Dental hygienists witness firsthand the significant role that stress plays in the experiences of dental patients. Dealing with apprehension and anxiety among patients is a daily challenge. These emotions can hinder the overall treatment process and compromise patient well-being. Music has emerged as a therapeutic tool with the potential to alleviate stress and create a more comfortable dental environment.1
I have worked in offices where background music was not allowed as well as in practices where music is an integral part of the patient experience. In my experience, the difference in patient stress levels is significant. With no music in the background, the only thing to listen to is the sound of our sometimes intimidating equipment and, unfortunately, patients in the neighboring operatories discussing their private information. Patients sometimes even ask about what is going on in the next room.

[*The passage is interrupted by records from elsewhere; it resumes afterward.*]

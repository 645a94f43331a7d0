//! Metabolic profile calculations.
//!
//! Converts a [`UserProfile`] into energy and macro targets:
//! - BMR via the Harris-Benedict equation
//! - TDEE from an activity multiplier
//! - Calorie target from a goal multiplier
//! - Macro grams from a goal-dependent percentage split
//!
//! Every function here is pure and total.

use crate::{ActivityLevel, Gender, Goal, MacroTargets, UserProfile};
use serde::Serialize;

const KCAL_PER_GRAM_PROTEIN: f64 = 4.0;
const KCAL_PER_GRAM_CARBS: f64 = 4.0;
const KCAL_PER_GRAM_FAT: f64 = 9.0;

/// Percentage split of the calorie target across macros
#[derive(Clone, Copy, Debug, PartialEq)]
pub struct MacroSplit {
    pub protein: f64,
    pub carbs: f64,
    pub fat: f64,
}

/// Macro split used for each goal
pub fn macro_split(goal: Goal) -> MacroSplit {
    match goal {
        Goal::Lose => MacroSplit {
            protein: 0.35,
            carbs: 0.35,
            fat: 0.30,
        },
        Goal::Gain => MacroSplit {
            protein: 0.30,
            carbs: 0.45,
            fat: 0.25,
        },
        Goal::Maintain => MacroSplit {
            protein: 0.30,
            carbs: 0.40,
            fat: 0.30,
        },
    }
}

pub fn activity_factor(level: ActivityLevel) -> f64 {
    match level {
        ActivityLevel::Sedentary => 1.2,
        ActivityLevel::Light => 1.375,
        ActivityLevel::Moderate => 1.55,
        ActivityLevel::Active => 1.725,
        ActivityLevel::VeryActive => 1.9,
    }
}

pub fn goal_factor(goal: Goal) -> f64 {
    match goal {
        Goal::Lose => 0.8,
        Goal::Maintain => 1.0,
        Goal::Gain => 1.15,
    }
}

/// Default number of training days per week for an activity level
pub fn derive_frequency(level: ActivityLevel) -> u8 {
    match level {
        ActivityLevel::Sedentary => 3,
        ActivityLevel::Light => 4,
        ActivityLevel::Moderate => 5,
        ActivityLevel::Active | ActivityLevel::VeryActive => 6,
    }
}

/// Basal metabolic rate (kcal/day), Harris-Benedict equation
pub fn calculate_bmr(profile: &UserProfile) -> f64 {
    let weight = profile.current_weight_kg;
    let height = profile.height_cm;
    let age = f64::from(profile.age);

    match profile.gender {
        Gender::Male => 88.362 + 13.397 * weight + 4.799 * height - 5.677 * age,
        Gender::Female | Gender::Other => {
            447.593 + 9.247 * weight + 3.098 * height - 4.330 * age
        }
    }
}

/// Total daily energy expenditure, rounded to whole kcal
pub fn calculate_tdee(profile: &UserProfile) -> u32 {
    to_kcal(calculate_bmr(profile) * activity_factor(profile.activity_level))
}

/// Daily calorie target for the profile's goal
pub fn calculate_calorie_target(profile: &UserProfile) -> u32 {
    to_kcal(f64::from(calculate_tdee(profile)) * goal_factor(profile.goal))
}

/// Macro targets in grams; each macro is rounded independently
pub fn calculate_macros(profile: &UserProfile) -> MacroTargets {
    macros_for_target(calculate_calorie_target(profile), profile.goal)
}

/// Macro grams for an explicit calorie target
pub fn macros_for_target(calorie_target: u32, goal: Goal) -> MacroTargets {
    let split = macro_split(goal);
    let calories = f64::from(calorie_target);

    MacroTargets {
        protein_g: to_kcal(calories * split.protein / KCAL_PER_GRAM_PROTEIN),
        carbs_g: to_kcal(calories * split.carbs / KCAL_PER_GRAM_CARBS),
        fat_g: to_kcal(calories * split.fat / KCAL_PER_GRAM_FAT),
    }
}

// Non-positive inputs are an upstream contract violation; clamp rather than wrap.
fn to_kcal(value: f64) -> u32 {
    value.round().max(0.0) as u32
}

/// All metabolic values for a profile, for display and serialization
#[derive(Clone, Debug, Serialize)]
pub struct MetabolicSummary {
    pub bmr: f64,
    pub tdee: u32,
    pub calorie_target: u32,
    pub macros: MacroTargets,
    pub training_days: u8,
}

impl MetabolicSummary {
    pub fn for_profile(profile: &UserProfile) -> Self {
        let summary = Self {
            bmr: calculate_bmr(profile),
            tdee: calculate_tdee(profile),
            calorie_target: calculate_calorie_target(profile),
            macros: calculate_macros(profile),
            training_days: derive_frequency(profile.activity_level),
        };

        tracing::debug!(
            "Metabolic summary: bmr={:.1} tdee={} target={} macros={:?}",
            summary.bmr,
            summary.tdee,
            summary.calorie_target,
            summary.macros
        );

        summary
    }
}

Psychological Benefits of Music
Music possesses a unique ability to influence human emotions and induce relaxation. Listening to pleasant melodies can distract patients from their dental anxieties, allowing them to shift their focus to soothing sounds.2
Patients should be encouraged to choose music that lifts their mood and sustains their attention.2 Music can evoke positive emotions, reducing stress, anxiety, and fear commonly associated with dental procedures. It creates an environment conducive to a calm and composed state of mind for both the patient and the provider. It has been postulated that music reduces anxiety through its impact on autonomic nervous responses and triggers the body to release endorphins, creating a sense of well-being.2
Distraction and Attention Diversion
Music serves as a powerful distraction, diverting dental patients’ attention away from potentially distressing dental procedures. By providing an engaging and enjoyable auditory experience, music helps patients concentrate on the music rather than on the sounds and sensations associated with dental treatment.2
This diversionary effect not only decreases stress levels but also aids in pain perception modulation, making the overall dental experience more comfortable. Dopamine released while enjoying music plays an important role in central analgesia due to its interactions with endogenous opioids.2
Relaxation and Mood Enhancement
The rhythmic patterns, harmonies, and melodies of music have the ability to induce relaxation and enhance mood. Music can promote a sense of tranquility, thereby mitigating stress responses in patients.2 It can drown out nearby conversations and the often triggering sounds of handpieces and suction.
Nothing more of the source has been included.